Reputation: 83
i'm using JPA repository to save simple data objects to the database. To avoid duplicates i created a unique constraint on multiple fields. If now a duplicate according to the unique fields/constraint should be saved i want to catch the exception, log the object and the application should proceed and saves the next object. But here i always get this exception: "org.hibernate.AssertionFailure: null id in de.test.PeopleDBO entry (don't flush the Session after an exception occurs)".
In general i understand what hibernate is doing, but how i can revert the session or start a new session to proceed with saving of the next data objects. Please have a look to the code below:
PeopleDBO.java
@Entity
@Data
@Table(
name = "PEOPLE",
uniqueConstraints = {@UniqueConstraint(columnNames = {"firstname", "lastname"}})
public class PeopleDBO {
public PeopleDBO(String firstname, String lastname) {
this.firstname = firstname;
this.lastname = lastname;
}
@Id
@GeneratedValue(strategy = GenerationType.AUTO)
private Long id;
private String firstname;
private String lastname;
}
The Test:
public void should_save_people_and_ignore_constraint_violation(){
final List<PeopleDBO> peopleList = Arrays.asList(
new PeopleDBO("Georg","Smith"),
new PeopleDBO("Georg","Smith"),
new PeopleDBO("Paul","Smith")
);
peopleList.forEach(p -> {
try {
peopleRepository.save(p);
} catch (DataIntegrityViolationException e) {
log.error("Could not save due to constraint violation: {}",p);
}
}
Assertions.assertThat(peopleRepository.count()).isEqualTo(2);
}
The problem is, that with saving of the second people the unique constraint gets violated. The error log happens, and with the next call of peopleRepository.save() the mentioned exception above is thrown:
"org.hibernate.AssertionFailure: null id in de.test.PeopleDBO entry (don't flush the Session after an exception occurs)"
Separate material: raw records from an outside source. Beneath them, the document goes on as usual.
//! Free-tier board counter per organization
//!
//! One `OrgLimit` document per organization, created on first use. The
//! counter only moves through [`Collections::try_acquire_board_slot`] and
//! [`Collections::release_board_slot`], each a single conditional update made
//! under the store's write lock, so concurrent creations cannot overshoot the
//! cap.

use crate::store::Collections;
use crate::{Error, Result};
use chrono::{DateTime, Utc};
use serde::{Deserialize, Serialize};

#[derive(Debug, Clone, Serialize, Deserialize)]
#[serde(rename_all = "camelCase")]
pub struct OrgLimit {
    pub organization_id: String,
    /// Boards currently counted against the free tier
    pub count: u32,
    pub created_at: DateTime<Utc>,
    pub updated_at: DateTime<Utc>,
}

impl OrgLimit {
    fn new(organization_id: &str) -> Self {
        let now = Utc::now();
        Self {
            organization_id: organization_id.to_string(),
            count: 0,
            created_at: now,
            updated_at: now,
        }
    }
}

/// Free-tier usage reported to clients
#[derive(Debug, Clone, PartialEq, Eq, Serialize)]
#[serde(rename_all = "camelCase")]
pub struct LimitStatus {
    pub count: u32,
    pub max: u32,
    /// Boards left on the free tier; `None` when the organization is subscribed
    pub remaining: Option<u32>,
    pub subscribed: bool,
}

impl Collections {
    /// Boards counted for `org_id`
    pub fn board_count(&self, org_id: &str) -> u32 {
        self.org_limits.get(org_id).map_or(0, |l| l.count)
    }

    /// Take one free-tier slot, failing when `max` are already used
    pub fn try_acquire_board_slot(&mut self, org_id: &str, max: u32) -> Result<u32> {
        if self.board_count(org_id) >= max {
            return Err(Error::LimitReached { max });
        }

        let limit = self
            .org_limits
            .entry(org_id.to_string())
            .or_insert_with(|| OrgLimit::new(org_id));
        limit.count += 1;
        limit.updated_at = Utc::now();
        Ok(limit.count)
    }

    /// Give a slot back; never drops below zero
    pub fn release_board_slot(&mut self, org_id: &str) -> u32 {
        match self.org_limits.get_mut(org_id) {
            Some(limit) => {
                limit.count = limit.count.saturating_sub(1);
                limit.updated_at = Utc::now();
                limit.count
            }
            None => 0,
        }
    }
}

impl LimitStatus {
    pub fn new(count: u32, max: u32, subscribed: bool) -> Self {
        Self {
            count,
            max,
            remaining: (!subscribed).then(|| max.saturating_sub(count)),
            subscribed,
        }
    }
}

#[cfg(test)]
mod tests {
    use super::*;

    #[test]
    fn test_acquire_until_cap() {
        let mut db = Collections::default();
        assert_eq!(db.try_acquire_board_slot("org_1", 2).unwrap(), 1);
        assert_eq!(db.try_acquire_board_slot("org_1", 2).unwrap(), 2);
        let err = db.try_acquire_board_slot("org_1", 2).unwrap_err();
        assert!(matches!(err, Error::LimitReached { max: 2 }));
        assert_eq!(db.board_count("org_1"), 2);
        assert_eq!(db.board_count("org_2"), 0);
    }

    #[test]
    fn test_release_floors_at_zero() {
        let mut db = Collections::default();
        assert_eq!(db.release_board_slot("org_1"), 0);
        db.try_acquire_board_slot("org_1", 5).unwrap();
        assert_eq!(db.release_board_slot("org_1"), 0);
        assert_eq!(db.release_board_slot("org_1"), 0);
    }

    #[test]
    fn test_limit_status() {
        let status = LimitStatus::new(3, 5, false);
        assert_eq!(status.remaining, Some(2));
        let full = LimitStatus::new(7, 5, false);
        assert_eq!(full.remaining, Some(0));
        assert_eq!(LimitStatus::new(7, 5, true).remaining, None);
    }
}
How i can avoid this behaviour? How i can clean the session or start a new session?
Thanks a lot in advance d.
--------- Edit / new idea ------ I just tried some things and have seen that i could implement a PeopleRepositoryImpl, like this:
@Service
public class PeopleRepositoryImpl {
final private PeopleRepository peopleRepository;
public PeopleRepositoryImpl(PeopleRepository peopleRepository) {
this.peopleRepository = peopleRepository;
}
@Transactional
public PeopleDBO save(PeopleDBO people){
return peopleRepository.save(people);
}
}
This is working pretty fine in my tests. ... what do you think?
Upvotes: 3
Views: 3385
Reputation: 5394
The reason is that all inserts occur in one transaction. As this transaction is atomic, it either succeeds entirely or fails, there is nothing in-between.
The most clean solution is to check if a People exists before trying to insert it:
public interface PeopleRespository {
boolean existsByLastnameAndFirstname(String lastname, String firstname);
}
and then:
if (!peopleRepository.existsByLastnameAndFirstname(p.getLastname, p.getFirstname)) {
peopleRepository.save(p);
}
An alternative is indeed to start a new transaction for each person. But I am not sure it will be more efficient, because there is an extra cost to create transaction.